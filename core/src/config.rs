/*
 * config.rs
 * Copyright (C) 2026 Chris Burdess
 *
 * This file is part of Strada, a blocking-style HTTP/1.1 client library.
 *
 * Strada is free software: you can redistribute it and/or modify
 * it under the terms of the GNU General Public License as published by
 * the Free Software Foundation, either version 3 of the License, or
 * (at your option) any later version.
 *
 * Strada is distributed in the hope that it will be useful,
 * but WITHOUT ANY WARRANTY; without even the implied warranty of
 * MERCHANTABILITY or FITNESS FOR A PARTICULAR PURPOSE.  See the
 * GNU General Public License for more details.
 *
 * You should have received a copy of the GNU General Public License
 * along with Strada.  If not, see <http://www.gnu.org/licenses/>.
 */

//! Transport configuration: socket and handshake timeouts, default
//! User-Agent, line length limit. Loadable from JSON; every field is optional
//! and a `null` timeout means "wait forever".

use std::fs;
use std::path::Path;
use std::time::Duration;

use serde::{Deserialize, Serialize};

use crate::error::ConfigError;

fn default_user_agent() -> String {
    format!("Strada/{}", env!("CARGO_PKG_VERSION"))
}

#[derive(Debug, Clone, PartialEq, Eq, Serialize, Deserialize)]
#[serde(default)]
pub struct TransportConfig {
    pub connect_timeout_ms: Option<u64>,
    pub read_timeout_ms: Option<u64>,
    pub write_timeout_ms: Option<u64>,
    pub handshake_timeout_ms: Option<u64>,
    /// Sent when the request does not set its own `User-Agent`.
    pub user_agent: String,
    /// Longest status or header line accepted, CRLF included.
    pub max_line_length: usize,
}

impl Default for TransportConfig {
    fn default() -> Self {
        Self {
            connect_timeout_ms: Some(10_000),
            read_timeout_ms: Some(2_000),
            write_timeout_ms: Some(2_000),
            handshake_timeout_ms: Some(10_000),
            user_agent: default_user_agent(),
            max_line_length: 8192,
        }
    }
}

impl TransportConfig {
    pub fn from_json_str(json: &str) -> Result<Self, ConfigError> {
        Ok(serde_json::from_str(json)?)
    }

    pub fn from_file(path: impl AsRef<Path>) -> Result<Self, ConfigError> {
        let text = fs::read_to_string(path)?;
        Self::from_json_str(&text)
    }

    pub fn connect_timeout(&self) -> Option<Duration> {
        self.connect_timeout_ms.map(Duration::from_millis)
    }

    pub fn read_timeout(&self) -> Option<Duration> {
        self.read_timeout_ms.map(Duration::from_millis)
    }

    pub fn write_timeout(&self) -> Option<Duration> {
        self.write_timeout_ms.map(Duration::from_millis)
    }

    pub fn handshake_timeout(&self) -> Option<Duration> {
        self.handshake_timeout_ms.map(Duration::from_millis)
    }
}
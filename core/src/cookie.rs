/*
 * cookie.rs
 * Copyright (C) 2026 Chris Burdess
 *
 * This file is part of Strada, a blocking-style HTTP/1.1 client library.
 *
 * Strada is free software: you can redistribute it and/or modify
 * it under the terms of the GNU General Public License as published by
 * the Free Software Foundation, either version 3 of the License, or
 * (at your option) any later version.
 *
 * Strada is distributed in the hope that it will be useful,
 * but WITHOUT ANY WARRANTY; without even the implied warranty of
 * MERCHANTABILITY or FITNESS FOR A PARTICULAR PURPOSE.  See the
 * GNU General Public License for more details.
 *
 * You should have received a copy of the GNU General Public License
 * along with Strada.  If not, see <http://www.gnu.org/licenses/>.
 */

//! Cookies: `Set-Cookie` parsing, the suitability rules applied when building
//! a request, and a name-keyed jar that persists as JSON.
//!
//! Times are unix seconds.

use std::collections::HashMap;

use chrono::{NaiveDateTime, Utc};
use serde::{Deserialize, Serialize};

use crate::uri::Url;

/// Date layouts accepted in `Expires`, tried in order after whitespace is collapsed.
const EXPIRES_FORMATS: &[&str] = &[
    "%a, %d %b %Y %H:%M:%S GMT",
    "%a, %d-%b-%Y %H:%M:%S GMT",
    "%A, %d-%b-%y %H:%M:%S GMT",
    "%a %b %d %H:%M:%S %Y",
];

pub fn unix_now() -> i64 {
    Utc::now().timestamp()
}

fn parse_expires(value: &str) -> Option<i64> {
    let normalized = value.split_whitespace().collect::<Vec<_>>().join(" ");
    EXPIRES_FORMATS.iter().find_map(|fmt| {
        NaiveDateTime::parse_from_str(&normalized, fmt)
            .ok()
            .map(|dt| dt.and_utc().timestamp())
    })
}

#[derive(Debug, Clone, PartialEq, Eq, Serialize, Deserialize)]
pub struct Cookie {
    name: String,
    value: String,
    creation: i64,
    /// Absolute expiry from `Expires`; `None` never expires.
    expiry: Option<i64>,
    /// Lifetime in seconds from `Max-Age`, counted from `creation`.
    max_age: Option<i64>,
    domain: String,
    path: String,
    secure: bool,
    http_only: bool,
}

impl Cookie {
    pub fn new(name: impl Into<String>, value: impl Into<String>) -> Self {
        Self {
            name: name.into(),
            value: value.into(),
            creation: unix_now(),
            expiry: None,
            max_age: None,
            domain: String::new(),
            path: String::new(),
            secure: false,
            http_only: false,
        }
    }

    /// Parse a `Set-Cookie` value. `None` when there is no `name=value` pair.
    pub fn parse(header: &str) -> Option<Cookie> {
        Self::parse_at(header, unix_now())
    }

    /// Parse with an explicit creation time.
    pub fn parse_at(header: &str, now: i64) -> Option<Cookie> {
        let header = header.trim();
        let mut parts = header.split(';');
        let pair = parts.next()?;
        let (name, value) = pair.split_once('=')?;
        if name.is_empty() {
            return None;
        }
        let mut cookie = Cookie::new(name, value);
        cookie.creation = now;

        for attr in parts {
            let attr = attr.trim_start_matches([' ', '\t']);
            let (key, val) = match attr.split_once('=') {
                Some((k, v)) => (k, v),
                None => (attr, ""),
            };
            if key.eq_ignore_ascii_case("Secure") {
                cookie.secure = true;
            } else if key.eq_ignore_ascii_case("HttpOnly") {
                cookie.http_only = true;
            } else if key.eq_ignore_ascii_case("Path") {
                if val.starts_with('/') {
                    // Prefix matching needs "/app", not "/app/".
                    let trimmed = if val.len() > 1 {
                        val.strip_suffix('/').unwrap_or(val)
                    } else {
                        val
                    };
                    cookie.path = trimmed.to_string();
                }
            } else if key.eq_ignore_ascii_case("Domain") {
                if !val.is_empty() {
                    cookie.domain = val.strip_prefix('.').unwrap_or(val).to_ascii_lowercase();
                }
            } else if key.eq_ignore_ascii_case("Max-Age") {
                let digits: String = val.chars().take_while(char::is_ascii_digit).collect();
                if let Ok(age) = digits.parse::<i64>() {
                    cookie.max_age = Some(age);
                }
            } else if key.eq_ignore_ascii_case("Expires") {
                if let Some(at) = parse_expires(val) {
                    cookie.expiry = Some(at);
                }
            }
        }
        Some(cookie)
    }

    pub fn name(&self) -> &str {
        &self.name
    }

    pub fn value(&self) -> &str {
        &self.value
    }

    pub fn domain(&self) -> &str {
        &self.domain
    }

    pub fn path(&self) -> &str {
        &self.path
    }

    pub fn is_secure(&self) -> bool {
        self.secure
    }

    pub fn is_http_only(&self) -> bool {
        self.http_only
    }

    pub fn expiry(&self) -> Option<i64> {
        self.expiry
    }

    pub fn max_age(&self) -> Option<i64> {
        self.max_age
    }

    pub fn set_domain(&mut self, domain: &str) {
        self.domain = domain.trim_start_matches('.').to_ascii_lowercase();
    }

    pub fn set_path(&mut self, path: &str) {
        self.path = path.to_string();
    }

    pub fn set_secure(&mut self, secure: bool) {
        self.secure = secure;
    }

    pub fn set_expiry(&mut self, expiry: Option<i64>) {
        self.expiry = expiry;
    }

    pub fn set_max_age(&mut self, max_age: Option<i64>) {
        self.max_age = max_age;
    }

    /// Not yet expired, by `Expires` and by `Max-Age`.
    pub fn is_valid(&self, now: i64) -> bool {
        self.expiry.map_or(true, |at| now < at)
            && self.max_age.map_or(true, |age| now - self.creation < age)
    }

    /// Whether the cookie may be sent to `url`.
    pub fn is_suitable_for(&self, url: &Url) -> bool {
        if self.secure && !url.protocol().eq_ignore_ascii_case("https") {
            return false;
        }
        if !self.domain.is_empty() && !url.host().to_ascii_lowercase().ends_with(&self.domain) {
            return false;
        }
        if self.path.is_empty() || self.path == "/" {
            return true;
        }
        url.location().starts_with(&self.path)
    }
}

/// Cookies keyed by name; a new cookie replaces an older one of the same name.
#[derive(Debug, Clone, Default)]
pub struct CookieJar {
    cookies: HashMap<String, Cookie>,
}

impl CookieJar {
    pub fn new() -> Self {
        Self::default()
    }

    /// Parse a `Set-Cookie` value and store it. False if it did not parse.
    pub fn parse_and_put_cookie(&mut self, header: &str) -> bool {
        match Cookie::parse(header) {
            Some(cookie) => {
                self.put_cookie(cookie);
                true
            }
            None => false,
        }
    }

    pub fn put_cookie(&mut self, cookie: Cookie) {
        self.cookies.insert(cookie.name.clone(), cookie);
    }

    pub fn cookie(&self, name: &str) -> Option<&Cookie> {
        self.cookies.get(name)
    }

    pub fn cookie_value(&self, name: &str) -> Option<&str> {
        self.cookies.get(name).map(Cookie::value)
    }

    pub fn has_cookie(&self, name: &str) -> bool {
        self.cookies.contains_key(name)
    }

    pub fn remove(&mut self, name: &str) -> Option<Cookie> {
        self.cookies.remove(name)
    }

    pub fn clear(&mut self) {
        self.cookies.clear();
    }

    pub fn len(&self) -> usize {
        self.cookies.len()
    }

    pub fn is_empty(&self) -> bool {
        self.cookies.is_empty()
    }

    pub fn iter(&self) -> impl Iterator<Item = &Cookie> {
        self.cookies.values()
    }

    /// Value for a `Cookie` request header: every valid cookie suitable for
    /// `url` as `name=value`, joined by `"; "`, in name order. `None` if none match.
    pub fn cookie_header(&self, url: &Url, now: i64) -> Option<String> {
        let mut matching: Vec<&Cookie> = self
            .cookies
            .values()
            .filter(|c| c.is_valid(now) && c.is_suitable_for(url))
            .collect();
        if matching.is_empty() {
            return None;
        }
        matching.sort_by(|a, b| a.name.cmp(&b.name));
        let pairs: Vec<String> = matching
            .iter()
            .map(|c| format!("{}={}", c.name, c.value))
            .collect();
        Some(pairs.join("; "))
    }

    /// Serialize the cookies still valid at `now`.
    pub fn to_json(&self, now: i64) -> serde_json::Result<String> {
        let mut live: Vec<&Cookie> = self.cookies.values().filter(|c| c.is_valid(now)).collect();
        live.sort_by(|a, b| a.name.cmp(&b.name));
        serde_json::to_string(&live)
    }

    /// Load a jar written by `to_json`, dropping cookies that expired since.
    pub fn from_json(json: &str, now: i64) -> serde_json::Result<CookieJar> {
        let cookies: Vec<Cookie> = serde_json::from_str(json)?;
        let mut jar = CookieJar::new();
        for cookie in cookies.into_iter().filter(|c| c.is_valid(now)) {
            jar.put_cookie(cookie);
        }
        Ok(jar)
    }
}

### Problem to solve
Print, exactly as written, the first line of the records above and each line after it until the line with "fn default_user_agent() ->", which is printed too.

### Written reply
filename core/src/config.rs
/*
 * config.rs
 * Copyright (C) 2026 Chris Burdess
 *
 * This file is part of Strada, a blocking-style HTTP/1.1 client library.
 *
 * Strada is free software: you can redistribute it and/or modify
 * it under the terms of the GNU General Public License as published by
 * the Free Software Foundation, either version 3 of the License, or
 * (at your option) any later version.
 *
 * Strada is distributed in the hope that it will be useful,
 * but WITHOUT ANY WARRANTY; without even the implied warranty of
 * MERCHANTABILITY or FITNESS FOR A PARTICULAR PURPOSE.  See the
 * GNU General Public License for more details.
 *
 * You should have received a copy of the GNU General Public License
 * along with Strada.  If not, see <http://www.gnu.org/licenses/>.
 */

//! Transport configuration: socket and handshake timeouts, default
//! User-Agent, line length limit. Loadable from JSON; every field is optional
//! and a `null` timeout means "wait forever".

use std::fs;
use std::path::Path;
use std::time::Duration;

use serde::{Deserialize, Serialize};

use crate::error::ConfigError;

fn default_user_agent() -> String {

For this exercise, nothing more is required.